Gavin Mudd, an associate professor of environmental engineering at RMIT University, said the ecosystems where mining would occur had taken centuries, or even millennia, to form.
“We’re dealing with a part of the ocean that has incredibly unique biodiversity. And we’re only just starting to understand that,” Dr Mudd said.
“I think there are real concerns around any disturbance of deep-sea ecosystem like this.”
Dr Mudd said the environmental impacts should be monitored over decades.
“That’s often not the way that regulators and companies approach things,” he said.
“They do a trial for a short time, and then they extrapolate.”
‘We’re not dealing with equatorial rainforests’
Mr Barron said environmental monitoring would take place over decades, but expressed urgency to push forward with extraction.
“We don’t have the luxury of sitting back now and saying, ‘well, we should be monitoring this for another 10 years’,” he said.
“We’ve been studying this part of the ocean … since the late 1960s.
“So the notion that we don’t know much about this is just plain wrong.”
Mr Barron said 80 per cent of fauna living on the seabed was bacteria.
“That doesn’t mean it’s not important, and that we shouldn’t do everything we can to understand it, and to protect it,” he said.

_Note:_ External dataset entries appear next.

const SLIDE_MASTER: &str = r#"<?xml version="1.0" encoding="UTF-8" standalone="yes"?><p:sldMaster xmlns:a="http://schemas.openxmlformats.org/drawingml/2006/main" xmlns:r="http://schemas.openxmlformats.org/officeDocument/2006/relationships" xmlns:p="http://schemas.openxmlformats.org/presentationml/2006/main"><p:cSld><p:bg><p:bgRef idx="1001"><a:schemeClr val="bg1"/></p:bgRef></p:bg><p:spTree><p:nvGrpSpPr><p:cNvPr id="1" name=""/><p:cNvGrpSpPr/><p:nvPr/></p:nvGrpSpPr><p:grpSpPr><a:xfrm><a:off x="0" y="0"/><a:ext cx="0" cy="0"/><a:chOff x="0" y="0"/><a:chExt cx="0" cy="0"/></a:xfrm></p:grpSpPr><p:sp><p:nvSpPr><p:cNvPr id="2" name="Title Placeholder 1"/><p:cNvSpPr><a:spLocks noGrp="1"/></p:cNvSpPr><p:nvPr><p:ph type="title"/></p:nvPr></p:nvSpPr><p:spPr><a:xfrm><a:off x="457200" y="274638"/><a:ext cx="8229600" cy="1143000"/></a:xfrm><a:prstGeom prst="rect"><a:avLst/></a:prstGeom></p:spPr><p:txBody><a:bodyPr anchor="ctr"/><a:lstStyle/><a:p><a:endParaRPr lang="en-US"/></a:p></p:txBody></p:sp></p:spTree></p:cSld><p:clrMap bg1="lt1" tx1="dk1" bg2="lt2" tx2="dk2" accent1="accent1" accent2="accent2" accent3="accent3" accent4="accent4" accent5="accent5" accent6="accent6" hlink="hlink" folHlink="folHlink"/><p:sldLayoutIdLst><p:sldLayoutId id="2147483649" r:id="rId1"/><p:sldLayoutId id="2147483650" r:id="rId2"/></p:sldLayoutIdLst><p:txStyles><p:titleStyle><a:lvl1pPr algn="ctr"><a:defRPr sz="4400"><a:solidFill><a:schemeClr val="tx1"/></a:solidFill><a:latin typeface="+mj-lt"/><a:ea typeface="+mj-ea"/><a:cs typeface="+mj-cs"/></a:defRPr></a:lvl1pPr></p:titleStyle><p:bodyStyle><a:lvl1pPr><a:defRPr sz="3200"><a:solidFill><a:schemeClr val="tx1"/></a:solidFill><a:latin typeface="+mn-lt"/><a:ea typeface="+mn-ea"/><a:cs typeface="+mn-cs"/></a:defRPr></a:lvl1pPr></p:bodyStyle><p:otherStyle><a:lvl1pPr><a:defRPr sz="1800"><a:solidFill><a:schemeClr val="tx1"/></a:solidFill></a:defRPr></a:lvl1pPr></p:otherStyle></p:txStyles></p:sldMaster>"#;

const MASTER_RELS: &str = r#"<?xml version="1.0" encoding="UTF-8" standalone="yes"?><Relationships xmlns="http://schemas.openxmlformats.org/package/2006/relationships"><Relationship Id="rId1" Type="http://schemas.openxmlformats.org/officeDocument/2006/relationships/slideLayout" Target="../slideLayouts/slideLayout1.xml"/><Relationship Id="rId2" Type="http://schemas.openxmlformats.org/officeDocument/2006/relationships/slideLayout" Target="../slideLayouts/slideLayout2.xml"/><Relationship Id="rId3" Type="http://schemas.openxmlformats.org/officeDocument/2006/relationships/theme" Target="../theme/theme1.xml"/></Relationships>"#;

const LAYOUT_BLANK: &str = r#"<?xml version="1.0" encoding="UTF-8" standalone="yes"?><p:sldLayout xmlns:a="http://schemas.openxmlformats.org/drawingml/2006/main" xmlns:r="http://schemas.openxmlformats.org/officeDocument/2006/relationships" xmlns:p="http://schemas.openxmlformats.org/presentationml/2006/main" type="blank" preserve="1"><p:cSld name="Blank"><p:spTree><p:nvGrpSpPr><p:cNvPr id="1" name=""/><p:cNvGrpSpPr/><p:nvPr/></p:nvGrpSpPr><p:grpSpPr><a:xfrm><a:off x="0" y="0"/><a:ext cx="0" cy="0"/><a:chOff x="0" y="0"/><a:chExt cx="0" cy="0"/></a:xfrm></p:grpSpPr></p:spTree></p:cSld><p:clrMapOvr><a:masterClrMapping/></p:clrMapOvr></p:sldLayout>"#;
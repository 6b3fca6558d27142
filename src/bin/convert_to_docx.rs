//! `convert_to_docx <input_file> <output_file>`: convert a document or image to DOCX.

fn main() -> anyhow::Result<()> {
    docshift::cli::main(docshift::TargetFormat::Docx)
}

“But it helps that we’re not dealing with equatorial rainforests.”
However, Pacific countries are divided in their opinions about deep-sea mining.
Tuvalu Minister of Foreign Affairs Simon Kofe said there should be consultation within the region before any exploration or extraction takes place.
“I note the numerous procedures that were followed toward the approval of the pilot trial, but I feel that the Pacific is quite divided on the issue,” Mr Kofe said.
“Nations have declared or proposed moratoriums, citing the unknown risks of mining to our ocean and its biodiversity.”
Pacific nations watching closely
The government of Nauru is sponsoring The Metals Company’s activities in the Clarion Clipperton Zone – a part of the international seabed reserved for Pacific states.
Last year, Nauru also pushed the International Seabed Authority to fast-track the creation of deep-sea mining regulations.
“We understand why countries are moving in this direction, but the risks are immense, and it is a matter that can affect our entire Pacific family,” Mr Kofe said.
“I believe further consultation should be undertaken among our Pacific nations before these trials begin.”
Kiribati and Cook Islands have also been exploring the possibility of seabed mining in their own domestic waters.
The seabed minerals commissioner for the Cook Islands Seabed Authority, Alex Herman, said her organisation would be watching the trial closely.
“The Cook Islands is only allowing exploration at this stage,” she said.
“We currently don’t have enough information to support moving to the next phase, which would be harvesting nodules.”
Ms Herman believes individual countries should be able to make autonomous decisions surrounding seabed mining.
“Some of these moratorium calls are confusing, ambiguous, arbitrary and cut across the sovereign rights of our country,” she said.
Allegations of backdoor deals
Others have expressed concern around transparency within the industry.
Greenpeace Aotearoa seabed mining campaigner James Hita said they were concerned about discussions between mining companies and the regulator, the International Seabed Authority.
“They meet behind closed doors,” he said.
“There is a huge issue with us not being able to scrutinise and not being able to hold to account these companies and the licenses they hold to mine.”
A New York Times report alleged the International Seabed Authority provided The Metals Company with information, which helped it secure licences to lucrative mining zones.
Mr Barron denied the claim.
“We are absolutely certain that no information exchanged hands between the regulator and between The Metals Company around the permits,” he told the ABC.
Mr Barron also raised eyebrows when he represented Nauru at an International Seabed Authority assembly in 2019.
He said it was “naive” to suggest his company was influencing the government.
“If you’ve ever met anyone from Nauru, you will know that no one pulls their strings as a nation,” Mr Barron said.
“They are very proud. They’re very forthright, and they’re nobody’s puppet.”